►
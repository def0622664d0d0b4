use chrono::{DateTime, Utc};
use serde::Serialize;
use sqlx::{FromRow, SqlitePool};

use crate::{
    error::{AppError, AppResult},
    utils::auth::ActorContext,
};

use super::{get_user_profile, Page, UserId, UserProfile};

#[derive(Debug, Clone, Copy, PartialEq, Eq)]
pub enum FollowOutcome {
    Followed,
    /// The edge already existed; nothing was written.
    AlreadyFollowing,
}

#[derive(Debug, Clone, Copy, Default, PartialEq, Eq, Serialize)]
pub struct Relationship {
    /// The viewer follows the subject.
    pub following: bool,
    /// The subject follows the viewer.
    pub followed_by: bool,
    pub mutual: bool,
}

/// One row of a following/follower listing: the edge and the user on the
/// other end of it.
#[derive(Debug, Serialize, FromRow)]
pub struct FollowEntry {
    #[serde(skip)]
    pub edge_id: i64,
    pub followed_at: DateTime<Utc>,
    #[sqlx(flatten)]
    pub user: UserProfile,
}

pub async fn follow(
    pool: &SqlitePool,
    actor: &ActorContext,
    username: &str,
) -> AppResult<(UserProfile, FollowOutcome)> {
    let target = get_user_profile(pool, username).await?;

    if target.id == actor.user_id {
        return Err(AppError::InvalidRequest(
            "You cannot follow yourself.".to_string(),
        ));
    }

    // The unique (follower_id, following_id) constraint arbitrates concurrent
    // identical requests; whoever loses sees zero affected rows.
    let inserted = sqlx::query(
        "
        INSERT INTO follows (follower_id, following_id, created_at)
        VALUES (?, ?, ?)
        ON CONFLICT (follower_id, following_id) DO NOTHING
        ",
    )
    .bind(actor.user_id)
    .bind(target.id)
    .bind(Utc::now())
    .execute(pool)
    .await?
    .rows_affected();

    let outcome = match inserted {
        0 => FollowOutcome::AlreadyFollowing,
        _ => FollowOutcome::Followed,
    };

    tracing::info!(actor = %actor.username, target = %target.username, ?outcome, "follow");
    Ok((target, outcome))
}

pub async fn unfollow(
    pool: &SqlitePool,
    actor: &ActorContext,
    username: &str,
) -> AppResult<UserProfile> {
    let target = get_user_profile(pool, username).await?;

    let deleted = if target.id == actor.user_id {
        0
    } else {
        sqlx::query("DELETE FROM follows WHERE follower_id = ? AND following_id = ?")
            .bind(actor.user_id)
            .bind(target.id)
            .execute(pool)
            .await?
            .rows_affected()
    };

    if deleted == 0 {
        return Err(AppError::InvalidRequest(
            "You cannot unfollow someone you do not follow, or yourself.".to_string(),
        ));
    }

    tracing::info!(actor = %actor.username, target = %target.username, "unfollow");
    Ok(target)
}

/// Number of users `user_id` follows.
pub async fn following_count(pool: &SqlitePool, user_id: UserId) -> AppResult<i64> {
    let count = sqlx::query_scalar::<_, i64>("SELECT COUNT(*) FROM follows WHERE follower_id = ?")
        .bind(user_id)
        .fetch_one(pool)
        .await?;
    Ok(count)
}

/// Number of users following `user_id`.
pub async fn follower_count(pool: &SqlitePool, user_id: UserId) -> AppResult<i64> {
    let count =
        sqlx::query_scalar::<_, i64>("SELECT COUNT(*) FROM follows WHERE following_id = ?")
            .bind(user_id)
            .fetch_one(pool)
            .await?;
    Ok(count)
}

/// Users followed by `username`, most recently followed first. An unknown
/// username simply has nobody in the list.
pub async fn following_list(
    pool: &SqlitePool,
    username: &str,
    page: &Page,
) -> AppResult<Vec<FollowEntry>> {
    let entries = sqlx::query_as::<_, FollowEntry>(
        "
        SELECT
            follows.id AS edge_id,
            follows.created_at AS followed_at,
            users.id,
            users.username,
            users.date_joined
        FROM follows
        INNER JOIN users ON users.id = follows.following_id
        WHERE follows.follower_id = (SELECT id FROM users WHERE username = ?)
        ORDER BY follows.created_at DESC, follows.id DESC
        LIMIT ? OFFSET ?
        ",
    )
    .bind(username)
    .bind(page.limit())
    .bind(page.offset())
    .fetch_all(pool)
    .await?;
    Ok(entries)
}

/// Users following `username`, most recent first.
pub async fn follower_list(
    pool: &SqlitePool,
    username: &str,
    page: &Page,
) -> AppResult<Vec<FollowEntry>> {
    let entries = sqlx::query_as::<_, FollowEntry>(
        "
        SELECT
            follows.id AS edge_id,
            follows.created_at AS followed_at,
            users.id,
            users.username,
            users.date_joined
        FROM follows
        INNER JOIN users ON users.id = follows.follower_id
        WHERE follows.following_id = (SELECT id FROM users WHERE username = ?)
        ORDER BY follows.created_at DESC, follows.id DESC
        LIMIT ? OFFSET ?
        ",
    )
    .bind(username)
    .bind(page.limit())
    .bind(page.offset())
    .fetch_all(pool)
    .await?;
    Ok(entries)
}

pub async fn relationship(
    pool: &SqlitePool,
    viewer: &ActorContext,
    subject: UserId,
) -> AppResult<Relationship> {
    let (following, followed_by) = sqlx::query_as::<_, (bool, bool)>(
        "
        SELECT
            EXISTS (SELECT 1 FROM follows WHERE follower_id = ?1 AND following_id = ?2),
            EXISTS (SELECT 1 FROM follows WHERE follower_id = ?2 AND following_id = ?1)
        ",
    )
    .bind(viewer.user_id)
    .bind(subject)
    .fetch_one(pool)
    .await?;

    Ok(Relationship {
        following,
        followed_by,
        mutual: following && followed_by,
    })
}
◄
►
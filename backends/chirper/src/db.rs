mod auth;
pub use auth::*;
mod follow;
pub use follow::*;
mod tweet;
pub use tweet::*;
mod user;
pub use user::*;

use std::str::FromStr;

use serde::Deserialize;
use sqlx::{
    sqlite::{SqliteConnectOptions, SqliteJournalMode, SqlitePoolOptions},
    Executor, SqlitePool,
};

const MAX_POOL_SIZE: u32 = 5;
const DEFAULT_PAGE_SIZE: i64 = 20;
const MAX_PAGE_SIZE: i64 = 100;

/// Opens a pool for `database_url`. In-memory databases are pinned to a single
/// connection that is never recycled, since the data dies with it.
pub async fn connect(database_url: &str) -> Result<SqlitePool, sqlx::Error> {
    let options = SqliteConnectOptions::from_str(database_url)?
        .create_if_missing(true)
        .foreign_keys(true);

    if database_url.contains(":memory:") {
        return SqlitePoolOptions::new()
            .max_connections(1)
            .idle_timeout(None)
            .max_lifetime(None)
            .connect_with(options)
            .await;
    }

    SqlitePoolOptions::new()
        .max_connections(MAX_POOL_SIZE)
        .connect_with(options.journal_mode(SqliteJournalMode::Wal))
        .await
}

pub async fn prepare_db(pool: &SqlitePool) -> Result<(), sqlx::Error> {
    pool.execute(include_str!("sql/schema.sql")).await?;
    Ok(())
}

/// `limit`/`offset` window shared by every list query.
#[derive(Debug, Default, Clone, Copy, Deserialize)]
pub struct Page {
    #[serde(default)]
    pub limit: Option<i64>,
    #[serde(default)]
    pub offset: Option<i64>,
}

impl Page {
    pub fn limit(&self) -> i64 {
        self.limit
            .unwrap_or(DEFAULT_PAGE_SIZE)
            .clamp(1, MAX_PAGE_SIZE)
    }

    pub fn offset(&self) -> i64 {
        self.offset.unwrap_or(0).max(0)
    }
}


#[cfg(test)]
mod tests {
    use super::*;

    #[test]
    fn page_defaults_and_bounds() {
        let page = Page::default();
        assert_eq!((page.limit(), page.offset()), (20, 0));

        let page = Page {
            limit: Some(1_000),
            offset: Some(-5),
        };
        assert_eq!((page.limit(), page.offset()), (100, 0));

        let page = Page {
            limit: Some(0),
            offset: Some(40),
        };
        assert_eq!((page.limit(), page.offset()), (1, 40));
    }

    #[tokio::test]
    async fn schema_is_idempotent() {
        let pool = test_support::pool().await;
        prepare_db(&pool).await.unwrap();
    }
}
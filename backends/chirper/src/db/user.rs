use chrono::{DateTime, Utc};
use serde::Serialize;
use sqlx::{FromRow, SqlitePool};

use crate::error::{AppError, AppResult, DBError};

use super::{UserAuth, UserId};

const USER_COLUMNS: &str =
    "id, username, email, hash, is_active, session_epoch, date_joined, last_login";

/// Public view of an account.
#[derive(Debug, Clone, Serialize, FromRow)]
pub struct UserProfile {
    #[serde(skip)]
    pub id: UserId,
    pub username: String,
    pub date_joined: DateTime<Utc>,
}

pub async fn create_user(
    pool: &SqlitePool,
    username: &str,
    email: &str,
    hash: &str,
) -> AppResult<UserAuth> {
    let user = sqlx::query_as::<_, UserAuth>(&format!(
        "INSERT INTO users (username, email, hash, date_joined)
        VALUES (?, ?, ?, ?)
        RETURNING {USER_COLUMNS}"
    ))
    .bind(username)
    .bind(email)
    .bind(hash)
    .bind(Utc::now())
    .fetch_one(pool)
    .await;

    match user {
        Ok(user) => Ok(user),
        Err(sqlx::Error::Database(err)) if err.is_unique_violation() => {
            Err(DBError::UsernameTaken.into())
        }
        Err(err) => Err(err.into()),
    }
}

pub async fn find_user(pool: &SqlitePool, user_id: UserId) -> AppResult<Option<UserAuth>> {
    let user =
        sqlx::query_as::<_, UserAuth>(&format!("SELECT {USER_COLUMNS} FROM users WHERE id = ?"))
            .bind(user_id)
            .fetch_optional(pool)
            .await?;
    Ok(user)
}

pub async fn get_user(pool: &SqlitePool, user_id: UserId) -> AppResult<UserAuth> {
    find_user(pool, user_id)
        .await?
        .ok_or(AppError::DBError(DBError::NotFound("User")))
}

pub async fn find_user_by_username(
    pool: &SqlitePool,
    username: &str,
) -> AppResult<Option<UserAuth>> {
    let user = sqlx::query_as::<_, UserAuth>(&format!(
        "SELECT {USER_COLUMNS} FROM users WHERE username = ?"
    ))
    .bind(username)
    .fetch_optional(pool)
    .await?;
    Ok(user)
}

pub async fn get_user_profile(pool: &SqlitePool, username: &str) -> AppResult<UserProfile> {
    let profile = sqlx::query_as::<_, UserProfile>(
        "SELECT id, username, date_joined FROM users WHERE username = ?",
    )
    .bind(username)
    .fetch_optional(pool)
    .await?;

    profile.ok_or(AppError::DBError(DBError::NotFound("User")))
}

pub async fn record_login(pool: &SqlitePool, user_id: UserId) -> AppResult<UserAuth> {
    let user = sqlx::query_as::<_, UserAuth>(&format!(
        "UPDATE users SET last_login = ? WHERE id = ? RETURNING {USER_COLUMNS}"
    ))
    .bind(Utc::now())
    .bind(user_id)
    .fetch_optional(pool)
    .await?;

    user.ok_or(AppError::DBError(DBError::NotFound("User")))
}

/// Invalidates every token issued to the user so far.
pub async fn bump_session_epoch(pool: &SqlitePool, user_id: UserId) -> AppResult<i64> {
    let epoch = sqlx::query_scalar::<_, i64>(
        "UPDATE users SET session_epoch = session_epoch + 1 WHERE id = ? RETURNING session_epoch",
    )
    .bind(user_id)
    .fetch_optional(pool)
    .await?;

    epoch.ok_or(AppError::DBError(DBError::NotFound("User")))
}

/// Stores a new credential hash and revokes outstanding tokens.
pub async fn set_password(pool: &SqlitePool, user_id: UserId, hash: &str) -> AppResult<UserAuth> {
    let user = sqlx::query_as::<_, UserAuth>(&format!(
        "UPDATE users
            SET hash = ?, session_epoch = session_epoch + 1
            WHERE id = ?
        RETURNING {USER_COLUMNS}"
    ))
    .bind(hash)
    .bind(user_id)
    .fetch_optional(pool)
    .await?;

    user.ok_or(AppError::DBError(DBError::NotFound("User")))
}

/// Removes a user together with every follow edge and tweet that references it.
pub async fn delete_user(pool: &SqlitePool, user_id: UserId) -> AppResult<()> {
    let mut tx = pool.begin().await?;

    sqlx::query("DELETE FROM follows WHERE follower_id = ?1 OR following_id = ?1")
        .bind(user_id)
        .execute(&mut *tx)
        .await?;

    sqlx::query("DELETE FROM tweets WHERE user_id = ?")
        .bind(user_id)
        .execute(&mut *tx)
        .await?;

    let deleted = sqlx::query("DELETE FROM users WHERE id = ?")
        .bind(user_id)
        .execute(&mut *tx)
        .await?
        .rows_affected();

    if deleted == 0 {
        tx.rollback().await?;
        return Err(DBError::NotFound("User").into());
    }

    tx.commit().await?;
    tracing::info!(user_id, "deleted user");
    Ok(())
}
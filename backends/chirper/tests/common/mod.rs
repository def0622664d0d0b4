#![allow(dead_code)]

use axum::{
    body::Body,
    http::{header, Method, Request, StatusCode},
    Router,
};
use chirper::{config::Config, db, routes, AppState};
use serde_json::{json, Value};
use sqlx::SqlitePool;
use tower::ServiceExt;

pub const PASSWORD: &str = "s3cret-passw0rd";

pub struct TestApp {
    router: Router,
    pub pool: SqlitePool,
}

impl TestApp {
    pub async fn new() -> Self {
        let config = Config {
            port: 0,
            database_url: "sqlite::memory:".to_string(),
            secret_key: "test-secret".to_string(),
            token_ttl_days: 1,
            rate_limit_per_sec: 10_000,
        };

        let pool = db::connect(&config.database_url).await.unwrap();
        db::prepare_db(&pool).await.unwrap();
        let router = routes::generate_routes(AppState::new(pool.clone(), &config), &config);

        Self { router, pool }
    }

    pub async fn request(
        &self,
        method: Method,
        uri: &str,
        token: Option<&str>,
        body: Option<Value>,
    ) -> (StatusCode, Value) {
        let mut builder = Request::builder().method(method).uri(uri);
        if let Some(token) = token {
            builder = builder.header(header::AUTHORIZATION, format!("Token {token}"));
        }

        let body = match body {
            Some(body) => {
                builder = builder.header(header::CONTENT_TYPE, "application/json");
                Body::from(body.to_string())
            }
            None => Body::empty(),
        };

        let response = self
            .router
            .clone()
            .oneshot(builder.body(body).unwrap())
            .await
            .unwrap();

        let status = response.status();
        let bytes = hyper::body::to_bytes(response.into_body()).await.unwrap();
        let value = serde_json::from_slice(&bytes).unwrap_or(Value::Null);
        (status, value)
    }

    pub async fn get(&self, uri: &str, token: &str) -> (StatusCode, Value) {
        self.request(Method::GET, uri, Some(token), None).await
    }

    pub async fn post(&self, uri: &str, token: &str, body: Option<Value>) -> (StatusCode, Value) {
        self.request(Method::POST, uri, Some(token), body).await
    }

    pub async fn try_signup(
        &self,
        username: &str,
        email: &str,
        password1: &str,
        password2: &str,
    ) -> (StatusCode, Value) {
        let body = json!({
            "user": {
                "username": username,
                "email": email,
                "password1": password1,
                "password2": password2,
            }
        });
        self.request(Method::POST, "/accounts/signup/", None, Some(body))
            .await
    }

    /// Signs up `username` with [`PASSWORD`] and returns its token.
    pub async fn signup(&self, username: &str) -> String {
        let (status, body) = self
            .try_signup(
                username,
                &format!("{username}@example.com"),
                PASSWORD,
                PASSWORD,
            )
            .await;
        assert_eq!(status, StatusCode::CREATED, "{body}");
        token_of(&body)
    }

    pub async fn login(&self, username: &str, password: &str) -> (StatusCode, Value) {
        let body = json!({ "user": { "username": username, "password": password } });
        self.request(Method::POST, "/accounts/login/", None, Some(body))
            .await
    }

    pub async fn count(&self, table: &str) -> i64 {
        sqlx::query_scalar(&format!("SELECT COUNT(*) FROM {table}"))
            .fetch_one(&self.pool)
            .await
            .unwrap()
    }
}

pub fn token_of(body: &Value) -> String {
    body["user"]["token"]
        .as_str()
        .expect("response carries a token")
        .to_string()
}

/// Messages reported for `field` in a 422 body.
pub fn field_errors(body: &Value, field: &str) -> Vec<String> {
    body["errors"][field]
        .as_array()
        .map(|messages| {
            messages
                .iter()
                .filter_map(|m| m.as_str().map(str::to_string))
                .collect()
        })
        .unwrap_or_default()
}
◄
## EXERCISE OBJECTIVE
Out of the records above, pull each line containing the word "bytes".

## YOUR RESPONSE
        let bytes = hyper::body::to_bytes(response.into_body()).await.unwrap();
        let value = serde_json::from_slice(&bytes).unwrap_or(Value::Null);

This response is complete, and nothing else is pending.